◆ Work to be completed ◆
The records follow. Count the lines holding "display" and give only the number.

◆ Recorded data ◆
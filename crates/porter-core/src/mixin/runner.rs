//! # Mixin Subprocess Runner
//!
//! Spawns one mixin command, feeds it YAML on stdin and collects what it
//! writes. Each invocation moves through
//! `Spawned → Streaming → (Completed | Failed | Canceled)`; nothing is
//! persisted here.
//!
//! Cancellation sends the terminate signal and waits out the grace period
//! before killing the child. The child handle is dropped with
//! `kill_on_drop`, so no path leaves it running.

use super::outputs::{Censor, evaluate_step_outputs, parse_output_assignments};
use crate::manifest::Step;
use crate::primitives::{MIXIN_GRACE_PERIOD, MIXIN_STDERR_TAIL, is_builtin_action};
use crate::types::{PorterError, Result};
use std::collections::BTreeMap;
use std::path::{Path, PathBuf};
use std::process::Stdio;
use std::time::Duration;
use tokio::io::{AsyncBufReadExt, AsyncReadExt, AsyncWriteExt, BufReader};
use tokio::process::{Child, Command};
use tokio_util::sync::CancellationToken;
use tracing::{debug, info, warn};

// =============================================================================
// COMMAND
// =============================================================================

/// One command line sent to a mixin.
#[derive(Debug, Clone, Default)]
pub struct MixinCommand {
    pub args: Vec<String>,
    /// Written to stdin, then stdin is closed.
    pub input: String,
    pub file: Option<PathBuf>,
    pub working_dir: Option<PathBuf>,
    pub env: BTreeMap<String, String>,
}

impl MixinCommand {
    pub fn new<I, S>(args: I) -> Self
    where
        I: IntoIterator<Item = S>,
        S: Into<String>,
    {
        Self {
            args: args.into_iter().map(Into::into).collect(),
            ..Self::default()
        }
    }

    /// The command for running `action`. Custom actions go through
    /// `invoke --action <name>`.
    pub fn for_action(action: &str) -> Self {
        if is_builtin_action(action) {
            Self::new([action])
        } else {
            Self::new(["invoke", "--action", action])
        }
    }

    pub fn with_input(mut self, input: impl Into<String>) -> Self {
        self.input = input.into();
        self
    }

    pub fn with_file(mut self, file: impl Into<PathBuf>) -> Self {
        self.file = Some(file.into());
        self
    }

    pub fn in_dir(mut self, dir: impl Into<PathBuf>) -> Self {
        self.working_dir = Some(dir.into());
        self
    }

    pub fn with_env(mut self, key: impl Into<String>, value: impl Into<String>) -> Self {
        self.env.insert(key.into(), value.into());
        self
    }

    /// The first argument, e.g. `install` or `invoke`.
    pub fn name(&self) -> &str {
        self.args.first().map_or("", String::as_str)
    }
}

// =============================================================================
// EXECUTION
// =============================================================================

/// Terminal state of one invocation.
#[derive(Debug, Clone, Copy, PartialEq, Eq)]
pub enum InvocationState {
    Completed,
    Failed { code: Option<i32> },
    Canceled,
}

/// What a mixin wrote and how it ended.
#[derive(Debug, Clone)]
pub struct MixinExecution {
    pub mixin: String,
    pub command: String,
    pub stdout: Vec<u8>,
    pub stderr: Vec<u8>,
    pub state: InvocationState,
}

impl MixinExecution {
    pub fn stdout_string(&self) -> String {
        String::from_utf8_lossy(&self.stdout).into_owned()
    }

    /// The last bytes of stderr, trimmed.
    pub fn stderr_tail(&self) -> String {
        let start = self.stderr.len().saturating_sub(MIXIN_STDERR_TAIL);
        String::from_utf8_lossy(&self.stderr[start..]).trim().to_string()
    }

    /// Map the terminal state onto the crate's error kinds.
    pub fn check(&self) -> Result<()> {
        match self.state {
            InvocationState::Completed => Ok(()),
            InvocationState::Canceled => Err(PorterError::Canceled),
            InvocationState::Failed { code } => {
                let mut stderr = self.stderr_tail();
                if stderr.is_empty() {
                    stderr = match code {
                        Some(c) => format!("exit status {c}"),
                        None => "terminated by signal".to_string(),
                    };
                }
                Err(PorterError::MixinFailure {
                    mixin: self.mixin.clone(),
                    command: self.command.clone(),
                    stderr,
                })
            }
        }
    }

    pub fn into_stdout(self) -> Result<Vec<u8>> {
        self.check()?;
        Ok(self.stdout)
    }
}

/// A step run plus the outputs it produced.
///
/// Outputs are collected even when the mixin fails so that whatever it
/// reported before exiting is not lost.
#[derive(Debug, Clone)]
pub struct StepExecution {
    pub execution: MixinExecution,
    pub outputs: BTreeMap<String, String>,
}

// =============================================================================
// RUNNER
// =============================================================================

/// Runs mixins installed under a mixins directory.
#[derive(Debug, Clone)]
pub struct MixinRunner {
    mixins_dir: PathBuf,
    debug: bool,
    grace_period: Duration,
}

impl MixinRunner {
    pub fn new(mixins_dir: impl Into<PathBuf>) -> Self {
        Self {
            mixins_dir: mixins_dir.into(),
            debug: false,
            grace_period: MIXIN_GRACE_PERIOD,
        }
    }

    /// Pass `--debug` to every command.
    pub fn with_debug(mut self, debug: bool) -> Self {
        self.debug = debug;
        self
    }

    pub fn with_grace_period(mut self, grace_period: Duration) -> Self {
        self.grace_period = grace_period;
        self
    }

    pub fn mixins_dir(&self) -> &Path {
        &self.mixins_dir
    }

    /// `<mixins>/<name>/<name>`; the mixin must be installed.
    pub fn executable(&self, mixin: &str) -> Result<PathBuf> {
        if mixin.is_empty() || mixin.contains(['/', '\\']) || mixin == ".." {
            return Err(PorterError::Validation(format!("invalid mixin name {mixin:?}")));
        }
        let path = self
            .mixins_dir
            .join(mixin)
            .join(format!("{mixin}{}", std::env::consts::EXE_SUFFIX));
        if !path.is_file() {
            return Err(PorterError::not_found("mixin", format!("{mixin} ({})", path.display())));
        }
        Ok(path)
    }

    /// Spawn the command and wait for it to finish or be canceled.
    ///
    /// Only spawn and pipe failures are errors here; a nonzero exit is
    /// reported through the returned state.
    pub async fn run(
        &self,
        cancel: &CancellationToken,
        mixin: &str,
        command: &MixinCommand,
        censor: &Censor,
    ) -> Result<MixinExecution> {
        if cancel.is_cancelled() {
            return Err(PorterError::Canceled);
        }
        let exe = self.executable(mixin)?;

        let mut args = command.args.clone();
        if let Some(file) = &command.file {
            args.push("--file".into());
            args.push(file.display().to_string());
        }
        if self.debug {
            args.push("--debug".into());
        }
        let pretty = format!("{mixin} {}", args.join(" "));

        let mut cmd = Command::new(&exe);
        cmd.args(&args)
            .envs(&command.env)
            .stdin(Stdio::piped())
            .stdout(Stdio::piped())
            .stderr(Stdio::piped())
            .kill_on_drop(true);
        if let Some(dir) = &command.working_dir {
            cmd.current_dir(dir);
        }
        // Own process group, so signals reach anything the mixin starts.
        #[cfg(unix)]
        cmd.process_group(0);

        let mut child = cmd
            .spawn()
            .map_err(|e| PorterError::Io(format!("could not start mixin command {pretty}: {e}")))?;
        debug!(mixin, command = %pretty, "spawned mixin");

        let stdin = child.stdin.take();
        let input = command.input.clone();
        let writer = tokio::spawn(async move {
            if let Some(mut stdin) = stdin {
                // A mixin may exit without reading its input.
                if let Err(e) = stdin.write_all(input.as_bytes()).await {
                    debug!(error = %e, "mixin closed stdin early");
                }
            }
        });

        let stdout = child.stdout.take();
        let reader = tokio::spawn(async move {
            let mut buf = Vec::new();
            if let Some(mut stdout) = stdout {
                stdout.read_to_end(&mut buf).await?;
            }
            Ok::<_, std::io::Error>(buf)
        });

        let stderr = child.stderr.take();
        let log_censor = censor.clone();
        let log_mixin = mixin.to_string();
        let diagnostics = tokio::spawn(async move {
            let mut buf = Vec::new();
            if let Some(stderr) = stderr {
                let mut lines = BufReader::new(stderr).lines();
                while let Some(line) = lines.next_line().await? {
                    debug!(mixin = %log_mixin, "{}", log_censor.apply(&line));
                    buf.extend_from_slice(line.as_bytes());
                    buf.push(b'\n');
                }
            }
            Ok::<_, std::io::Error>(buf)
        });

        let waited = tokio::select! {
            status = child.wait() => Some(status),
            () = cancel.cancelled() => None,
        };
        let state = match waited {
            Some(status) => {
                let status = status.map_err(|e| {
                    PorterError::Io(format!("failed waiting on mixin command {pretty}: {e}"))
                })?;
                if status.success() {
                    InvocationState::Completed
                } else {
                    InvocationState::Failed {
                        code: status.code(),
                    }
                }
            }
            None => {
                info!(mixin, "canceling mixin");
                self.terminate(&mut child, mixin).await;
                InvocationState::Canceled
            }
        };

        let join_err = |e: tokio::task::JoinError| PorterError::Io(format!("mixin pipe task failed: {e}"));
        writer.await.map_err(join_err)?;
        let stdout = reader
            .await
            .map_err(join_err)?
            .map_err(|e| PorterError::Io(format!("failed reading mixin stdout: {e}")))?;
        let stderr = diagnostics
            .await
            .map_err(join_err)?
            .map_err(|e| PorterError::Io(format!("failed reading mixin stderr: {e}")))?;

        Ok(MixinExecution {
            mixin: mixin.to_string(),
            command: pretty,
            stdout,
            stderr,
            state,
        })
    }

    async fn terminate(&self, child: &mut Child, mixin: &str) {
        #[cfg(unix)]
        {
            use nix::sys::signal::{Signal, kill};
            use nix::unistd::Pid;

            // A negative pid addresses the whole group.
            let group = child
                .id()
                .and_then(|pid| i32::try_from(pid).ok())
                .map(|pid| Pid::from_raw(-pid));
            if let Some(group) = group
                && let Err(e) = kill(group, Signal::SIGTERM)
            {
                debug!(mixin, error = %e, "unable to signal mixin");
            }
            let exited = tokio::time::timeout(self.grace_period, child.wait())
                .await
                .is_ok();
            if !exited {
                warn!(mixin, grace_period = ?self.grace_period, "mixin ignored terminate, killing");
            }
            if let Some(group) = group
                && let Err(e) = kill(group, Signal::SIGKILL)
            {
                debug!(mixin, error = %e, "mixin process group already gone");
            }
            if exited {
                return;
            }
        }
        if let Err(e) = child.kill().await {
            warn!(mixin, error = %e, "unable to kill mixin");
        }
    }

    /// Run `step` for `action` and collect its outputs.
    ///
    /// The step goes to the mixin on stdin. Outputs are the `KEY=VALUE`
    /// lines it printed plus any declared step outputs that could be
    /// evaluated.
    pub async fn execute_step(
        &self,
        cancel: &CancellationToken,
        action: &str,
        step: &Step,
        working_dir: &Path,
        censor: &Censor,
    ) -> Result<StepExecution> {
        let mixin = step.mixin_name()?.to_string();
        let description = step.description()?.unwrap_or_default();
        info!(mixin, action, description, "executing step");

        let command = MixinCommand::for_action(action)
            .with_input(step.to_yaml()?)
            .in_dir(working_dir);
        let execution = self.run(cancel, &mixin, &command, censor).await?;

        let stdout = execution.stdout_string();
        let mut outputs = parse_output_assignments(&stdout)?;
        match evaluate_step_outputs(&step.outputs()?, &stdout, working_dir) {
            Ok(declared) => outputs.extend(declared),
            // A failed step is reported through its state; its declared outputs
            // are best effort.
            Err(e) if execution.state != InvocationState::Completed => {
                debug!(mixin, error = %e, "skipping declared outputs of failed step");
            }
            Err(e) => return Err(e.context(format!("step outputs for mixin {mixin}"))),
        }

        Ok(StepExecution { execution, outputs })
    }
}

◆ Answer section ◆
2